DATA PROVIDED.
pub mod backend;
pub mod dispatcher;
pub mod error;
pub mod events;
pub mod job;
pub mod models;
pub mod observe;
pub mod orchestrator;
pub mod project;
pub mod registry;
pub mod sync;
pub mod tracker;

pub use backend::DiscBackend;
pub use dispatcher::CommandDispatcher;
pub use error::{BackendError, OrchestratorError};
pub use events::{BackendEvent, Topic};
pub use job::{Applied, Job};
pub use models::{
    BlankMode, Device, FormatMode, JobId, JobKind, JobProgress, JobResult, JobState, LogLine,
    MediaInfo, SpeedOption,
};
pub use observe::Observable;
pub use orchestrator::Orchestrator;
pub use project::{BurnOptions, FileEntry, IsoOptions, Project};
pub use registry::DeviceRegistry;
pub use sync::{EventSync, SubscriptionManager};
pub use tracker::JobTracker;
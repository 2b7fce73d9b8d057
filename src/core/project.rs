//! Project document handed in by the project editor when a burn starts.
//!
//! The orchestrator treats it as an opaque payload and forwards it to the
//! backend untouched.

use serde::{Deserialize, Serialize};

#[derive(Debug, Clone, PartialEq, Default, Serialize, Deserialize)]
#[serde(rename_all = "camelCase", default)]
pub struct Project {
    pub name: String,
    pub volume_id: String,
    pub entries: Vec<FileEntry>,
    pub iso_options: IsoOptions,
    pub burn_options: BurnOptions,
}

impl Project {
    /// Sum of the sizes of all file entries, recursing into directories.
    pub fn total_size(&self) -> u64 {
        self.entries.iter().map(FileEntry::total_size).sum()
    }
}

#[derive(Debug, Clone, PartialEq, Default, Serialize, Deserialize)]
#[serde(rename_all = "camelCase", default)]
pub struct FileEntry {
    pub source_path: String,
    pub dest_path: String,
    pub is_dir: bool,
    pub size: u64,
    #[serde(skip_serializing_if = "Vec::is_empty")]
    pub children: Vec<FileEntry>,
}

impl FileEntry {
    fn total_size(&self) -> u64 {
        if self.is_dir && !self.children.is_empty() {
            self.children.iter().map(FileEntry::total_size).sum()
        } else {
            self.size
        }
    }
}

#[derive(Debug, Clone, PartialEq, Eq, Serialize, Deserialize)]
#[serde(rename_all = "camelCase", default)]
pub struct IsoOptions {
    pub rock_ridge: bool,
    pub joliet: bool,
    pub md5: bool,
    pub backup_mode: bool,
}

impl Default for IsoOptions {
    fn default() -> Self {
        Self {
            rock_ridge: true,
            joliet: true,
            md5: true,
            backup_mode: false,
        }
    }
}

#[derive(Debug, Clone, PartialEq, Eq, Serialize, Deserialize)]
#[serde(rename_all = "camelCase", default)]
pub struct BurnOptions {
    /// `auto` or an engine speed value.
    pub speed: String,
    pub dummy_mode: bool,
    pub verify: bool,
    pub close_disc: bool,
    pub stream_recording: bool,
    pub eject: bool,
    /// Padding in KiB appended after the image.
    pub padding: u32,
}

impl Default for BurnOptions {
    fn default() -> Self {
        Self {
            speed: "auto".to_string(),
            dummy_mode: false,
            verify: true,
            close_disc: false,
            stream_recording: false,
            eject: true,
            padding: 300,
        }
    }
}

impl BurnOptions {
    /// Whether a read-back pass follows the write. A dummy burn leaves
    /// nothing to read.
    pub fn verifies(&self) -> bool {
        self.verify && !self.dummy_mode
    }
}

==

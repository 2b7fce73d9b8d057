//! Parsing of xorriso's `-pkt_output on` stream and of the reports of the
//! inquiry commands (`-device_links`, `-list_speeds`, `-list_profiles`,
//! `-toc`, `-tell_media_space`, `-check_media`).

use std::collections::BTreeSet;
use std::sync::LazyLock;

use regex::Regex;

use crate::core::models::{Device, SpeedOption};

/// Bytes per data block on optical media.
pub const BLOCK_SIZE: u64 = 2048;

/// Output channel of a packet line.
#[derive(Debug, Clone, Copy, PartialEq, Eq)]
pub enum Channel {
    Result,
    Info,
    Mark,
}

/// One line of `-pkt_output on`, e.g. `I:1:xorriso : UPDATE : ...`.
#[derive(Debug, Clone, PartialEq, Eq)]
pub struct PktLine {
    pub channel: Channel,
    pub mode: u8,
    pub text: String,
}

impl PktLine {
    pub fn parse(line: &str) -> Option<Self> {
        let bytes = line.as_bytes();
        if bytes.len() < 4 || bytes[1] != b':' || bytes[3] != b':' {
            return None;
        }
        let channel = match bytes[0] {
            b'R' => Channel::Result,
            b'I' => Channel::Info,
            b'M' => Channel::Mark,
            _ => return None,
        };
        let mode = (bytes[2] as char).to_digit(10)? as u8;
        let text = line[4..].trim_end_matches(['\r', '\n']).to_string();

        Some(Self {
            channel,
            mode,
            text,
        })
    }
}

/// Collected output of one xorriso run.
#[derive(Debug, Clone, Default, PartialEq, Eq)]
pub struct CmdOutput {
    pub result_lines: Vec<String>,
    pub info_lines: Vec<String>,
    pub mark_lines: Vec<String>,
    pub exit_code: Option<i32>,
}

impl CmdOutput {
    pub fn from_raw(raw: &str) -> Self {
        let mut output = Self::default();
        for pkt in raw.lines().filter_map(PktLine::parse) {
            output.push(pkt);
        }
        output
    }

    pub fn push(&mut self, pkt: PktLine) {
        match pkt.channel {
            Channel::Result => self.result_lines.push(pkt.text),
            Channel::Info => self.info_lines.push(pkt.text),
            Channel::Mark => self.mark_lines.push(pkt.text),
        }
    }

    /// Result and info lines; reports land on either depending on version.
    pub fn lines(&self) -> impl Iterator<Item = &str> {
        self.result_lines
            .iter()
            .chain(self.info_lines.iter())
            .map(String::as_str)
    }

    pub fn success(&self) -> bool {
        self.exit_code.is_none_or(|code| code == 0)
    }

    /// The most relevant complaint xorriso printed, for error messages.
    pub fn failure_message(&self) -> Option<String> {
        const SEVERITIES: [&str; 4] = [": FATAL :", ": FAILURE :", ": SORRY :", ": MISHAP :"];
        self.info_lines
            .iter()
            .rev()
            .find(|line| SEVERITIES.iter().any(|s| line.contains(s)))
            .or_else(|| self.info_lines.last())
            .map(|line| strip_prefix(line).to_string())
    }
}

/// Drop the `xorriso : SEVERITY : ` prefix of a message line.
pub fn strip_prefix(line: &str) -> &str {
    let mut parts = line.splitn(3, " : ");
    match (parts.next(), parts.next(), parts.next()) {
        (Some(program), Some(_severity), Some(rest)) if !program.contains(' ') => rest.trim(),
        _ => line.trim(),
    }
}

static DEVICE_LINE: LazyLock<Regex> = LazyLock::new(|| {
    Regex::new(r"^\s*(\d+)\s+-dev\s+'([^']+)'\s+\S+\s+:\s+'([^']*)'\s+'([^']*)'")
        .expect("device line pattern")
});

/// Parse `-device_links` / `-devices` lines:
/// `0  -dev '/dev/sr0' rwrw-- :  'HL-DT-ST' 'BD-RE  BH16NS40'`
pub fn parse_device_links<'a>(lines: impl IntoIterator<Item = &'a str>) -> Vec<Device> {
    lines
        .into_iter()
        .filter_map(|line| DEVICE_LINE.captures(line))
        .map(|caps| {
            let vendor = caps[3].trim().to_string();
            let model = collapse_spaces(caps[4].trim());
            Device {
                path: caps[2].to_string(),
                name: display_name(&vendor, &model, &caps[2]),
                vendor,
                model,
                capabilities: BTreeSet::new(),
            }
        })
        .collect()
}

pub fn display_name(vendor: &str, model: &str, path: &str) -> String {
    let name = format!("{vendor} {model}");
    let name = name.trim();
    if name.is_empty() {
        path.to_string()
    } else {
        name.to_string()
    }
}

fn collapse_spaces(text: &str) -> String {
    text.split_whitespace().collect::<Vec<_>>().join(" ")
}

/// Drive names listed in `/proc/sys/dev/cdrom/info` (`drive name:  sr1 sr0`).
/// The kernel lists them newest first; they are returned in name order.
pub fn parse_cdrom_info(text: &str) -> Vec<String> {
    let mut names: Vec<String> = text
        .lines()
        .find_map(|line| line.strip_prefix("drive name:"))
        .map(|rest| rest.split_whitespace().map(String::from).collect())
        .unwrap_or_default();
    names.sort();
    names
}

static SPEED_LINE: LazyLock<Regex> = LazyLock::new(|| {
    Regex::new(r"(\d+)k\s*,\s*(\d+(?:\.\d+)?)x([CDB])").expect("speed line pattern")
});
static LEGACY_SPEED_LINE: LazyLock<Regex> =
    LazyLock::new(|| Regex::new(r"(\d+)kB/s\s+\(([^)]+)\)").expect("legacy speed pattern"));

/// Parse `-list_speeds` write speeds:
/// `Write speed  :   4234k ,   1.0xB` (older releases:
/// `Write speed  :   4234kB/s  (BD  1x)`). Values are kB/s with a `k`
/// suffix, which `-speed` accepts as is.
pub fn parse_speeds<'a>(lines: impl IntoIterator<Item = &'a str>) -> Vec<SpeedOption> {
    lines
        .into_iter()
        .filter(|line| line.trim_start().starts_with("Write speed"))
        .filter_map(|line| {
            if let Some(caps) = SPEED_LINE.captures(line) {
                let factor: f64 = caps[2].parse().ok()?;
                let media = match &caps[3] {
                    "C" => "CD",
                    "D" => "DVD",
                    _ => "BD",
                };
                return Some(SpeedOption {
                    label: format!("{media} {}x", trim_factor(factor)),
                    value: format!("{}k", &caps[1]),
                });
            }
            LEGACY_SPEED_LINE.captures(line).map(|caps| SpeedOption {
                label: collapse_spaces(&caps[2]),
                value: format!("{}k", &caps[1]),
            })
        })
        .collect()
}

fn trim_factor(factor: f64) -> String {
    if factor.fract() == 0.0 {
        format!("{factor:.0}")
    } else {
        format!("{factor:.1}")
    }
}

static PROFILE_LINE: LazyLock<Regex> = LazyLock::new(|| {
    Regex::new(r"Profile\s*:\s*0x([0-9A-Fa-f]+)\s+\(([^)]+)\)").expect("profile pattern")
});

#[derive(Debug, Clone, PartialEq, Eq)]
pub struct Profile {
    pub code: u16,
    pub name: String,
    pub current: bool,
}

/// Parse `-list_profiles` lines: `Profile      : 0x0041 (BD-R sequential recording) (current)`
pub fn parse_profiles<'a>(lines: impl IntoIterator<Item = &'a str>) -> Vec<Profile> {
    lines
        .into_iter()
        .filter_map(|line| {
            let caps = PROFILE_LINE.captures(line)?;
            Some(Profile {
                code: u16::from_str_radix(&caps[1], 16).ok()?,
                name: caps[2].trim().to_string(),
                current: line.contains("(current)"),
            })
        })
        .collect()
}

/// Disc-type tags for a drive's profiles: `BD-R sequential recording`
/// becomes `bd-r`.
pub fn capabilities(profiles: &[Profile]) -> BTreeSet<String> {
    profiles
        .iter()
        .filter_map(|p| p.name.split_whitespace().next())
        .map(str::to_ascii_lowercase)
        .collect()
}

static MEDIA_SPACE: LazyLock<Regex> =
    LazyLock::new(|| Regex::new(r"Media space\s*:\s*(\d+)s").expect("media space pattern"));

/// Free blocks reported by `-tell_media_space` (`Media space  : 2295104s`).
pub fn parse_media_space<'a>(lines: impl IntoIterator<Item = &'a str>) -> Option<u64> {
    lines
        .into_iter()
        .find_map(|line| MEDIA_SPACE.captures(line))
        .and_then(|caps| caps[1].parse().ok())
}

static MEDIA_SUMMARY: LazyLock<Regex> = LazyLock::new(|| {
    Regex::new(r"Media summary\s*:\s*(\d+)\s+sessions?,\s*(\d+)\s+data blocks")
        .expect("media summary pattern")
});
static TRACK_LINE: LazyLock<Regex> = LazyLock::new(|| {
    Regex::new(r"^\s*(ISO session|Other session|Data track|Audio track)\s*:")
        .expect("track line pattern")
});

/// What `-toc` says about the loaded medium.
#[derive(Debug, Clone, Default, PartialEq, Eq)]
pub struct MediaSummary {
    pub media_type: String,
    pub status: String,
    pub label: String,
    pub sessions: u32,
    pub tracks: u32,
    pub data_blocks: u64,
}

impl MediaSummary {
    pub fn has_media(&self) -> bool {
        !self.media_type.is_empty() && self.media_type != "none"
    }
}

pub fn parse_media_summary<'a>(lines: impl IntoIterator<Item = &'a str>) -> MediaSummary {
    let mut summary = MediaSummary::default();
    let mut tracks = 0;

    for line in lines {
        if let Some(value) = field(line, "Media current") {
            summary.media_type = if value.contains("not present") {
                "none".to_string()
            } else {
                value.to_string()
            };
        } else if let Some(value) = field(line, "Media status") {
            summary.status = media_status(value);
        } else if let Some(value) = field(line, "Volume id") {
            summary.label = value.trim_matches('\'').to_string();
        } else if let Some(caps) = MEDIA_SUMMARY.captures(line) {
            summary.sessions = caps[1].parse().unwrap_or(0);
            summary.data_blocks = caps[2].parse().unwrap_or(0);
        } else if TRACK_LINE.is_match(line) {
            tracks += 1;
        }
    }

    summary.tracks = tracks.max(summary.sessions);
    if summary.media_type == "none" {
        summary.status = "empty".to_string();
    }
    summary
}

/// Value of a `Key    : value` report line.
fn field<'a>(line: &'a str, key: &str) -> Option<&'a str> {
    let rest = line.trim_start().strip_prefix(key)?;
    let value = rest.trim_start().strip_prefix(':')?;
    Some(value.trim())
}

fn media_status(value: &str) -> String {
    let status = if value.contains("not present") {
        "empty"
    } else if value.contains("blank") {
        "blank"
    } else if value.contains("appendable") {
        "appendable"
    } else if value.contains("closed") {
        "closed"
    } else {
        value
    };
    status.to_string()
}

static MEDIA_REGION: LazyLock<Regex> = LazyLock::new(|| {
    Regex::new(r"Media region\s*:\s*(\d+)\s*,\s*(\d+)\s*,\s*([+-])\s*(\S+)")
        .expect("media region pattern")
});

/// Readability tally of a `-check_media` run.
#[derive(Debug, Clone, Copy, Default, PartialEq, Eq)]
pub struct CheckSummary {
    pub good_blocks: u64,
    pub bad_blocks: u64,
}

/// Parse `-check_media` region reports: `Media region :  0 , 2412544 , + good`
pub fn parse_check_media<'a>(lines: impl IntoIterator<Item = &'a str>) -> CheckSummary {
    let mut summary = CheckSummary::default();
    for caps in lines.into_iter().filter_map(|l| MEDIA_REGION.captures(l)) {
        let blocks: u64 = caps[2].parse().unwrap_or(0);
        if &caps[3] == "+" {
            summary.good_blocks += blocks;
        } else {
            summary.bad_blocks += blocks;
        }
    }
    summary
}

AIM OF THE EXERCISE. Copy whichever lines of the records above contain the word "reports".

RESPONSE TO THIS EXERCISE.
//! Parsing of xorriso's `-pkt_output on` stream and of the reports of the
    /// Result and info lines; reports land on either depending on version.
/// Parse `-check_media` region reports: `Media region :  0 , 2412544 , + good`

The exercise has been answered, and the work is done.